Open bobwyman opened 1 year ago

bobwyman commented 1 year ago

After having compared ODRL to the "License Document Interchange Format (LDIF)" Rights Expression Language that I created, and patented, and in the late 1980's and early 1990's as part of the "Digital Distributed Licensing Architecture," I can see that ODRL, with an appropriate profile, would probably be able to express many of the same licenses that I designed LDIF to express. However, an important feature of LDIF seems to be missing, and I'm wondering if I simply haven't read the specs correctly or if I've missed one.

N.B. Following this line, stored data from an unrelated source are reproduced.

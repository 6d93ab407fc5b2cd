//! Durable storage for trait events.
//!
//! Each source message can carry several traits; every trait becomes one row
//! keyed by `(event_id, trait)`, so redelivered messages overwrite their rows
//! instead of duplicating them.

pub mod error;
pub mod model;
pub mod store;

pub use error::{Result, StorageError};
pub use model::{composite_key, TraitEvent};
pub use store::{EventStore, SqliteEventStore};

LDIF not only provides an ASN.1-based, machine-readable Rights Expression Language to describe licenses, it also provides language to be used by a licensed object to state requirements for those licenses which might authorize the object's use. For instance, in my patents, I describe how a digital object, or a tool displaying the object, could require the presence of a license having specific elements. My patents offer the example of a copy of Digital's "Amazing Graphic System" whose use is authorized if the user's licenses include at least one license from the set of:

"All Product Use Authorizations issued by Digital for the Product 'Amazing Graphics System' which contains a calling authorization for Digital's 'Amazing Database' Product." [The LDIF expression can be seen in Figure 46 of any of the patents listed below.]

What this means is that a license for some specific use of the "Amazing Graphics System" is insufficient unless it also contains a "Calling Authorization" (permission to invoke as a component) for the "Amazing Database" as a means for storing graphical objects. I assumed that there might be alternative methods for storing objects (e.g. simple files on disk, etc.) whose use might be authorized with different licenses or might not require an explicit license. Also, I was trying to deal with the problem of something like a Calling Authorization only being allowed when the calls were made by "Amazing Graphics System" and not when made from user-written or other products. (i.e. Authorization of use by one caller neither required nor implied authorization of calling by others.)

LDIF filters would also be useful for enabling a BookReader application to determine if it was authorized to display, or otherwise process, a specific digital version of Shakespeare's "Macbeth." The copy of "Macbeth" might have an embedded filter that required either a license for just that one book or for "Any works by Shakespeare" provided by the same publisher. In the absence of a specification embedded within the copy of Macbeth, a license allowing "Any work by Shakespeare" would have to include a listing of all such works, including Macbeth, and would be of limited utility if the set of "all works" had grown to include Macbeth after the license was initially issued. Another example, perhaps a better one, of the "growing set" problem, would be a copy of a weekly magazine that could be purchased either in isolation or as part of "all issues published in the year."

Does ODRL provide a means for an object, whose use is subject to licensing, to state that a license is expected and/or to define the set of licenses which are effective? If not, is this something that could be reasonably added via a Profile?

Note: The now long-expired DDSLA patents contain more detail on the LDIF Rights Expression Language, etc. They were: 5,745,879: Method and system for managing execution of licensed programs, 5,438,508: License document interchange format for license management system, 5,260,999: https://patents.google.com/patent/US5260999, and 5,204,897: Management interface for license management system.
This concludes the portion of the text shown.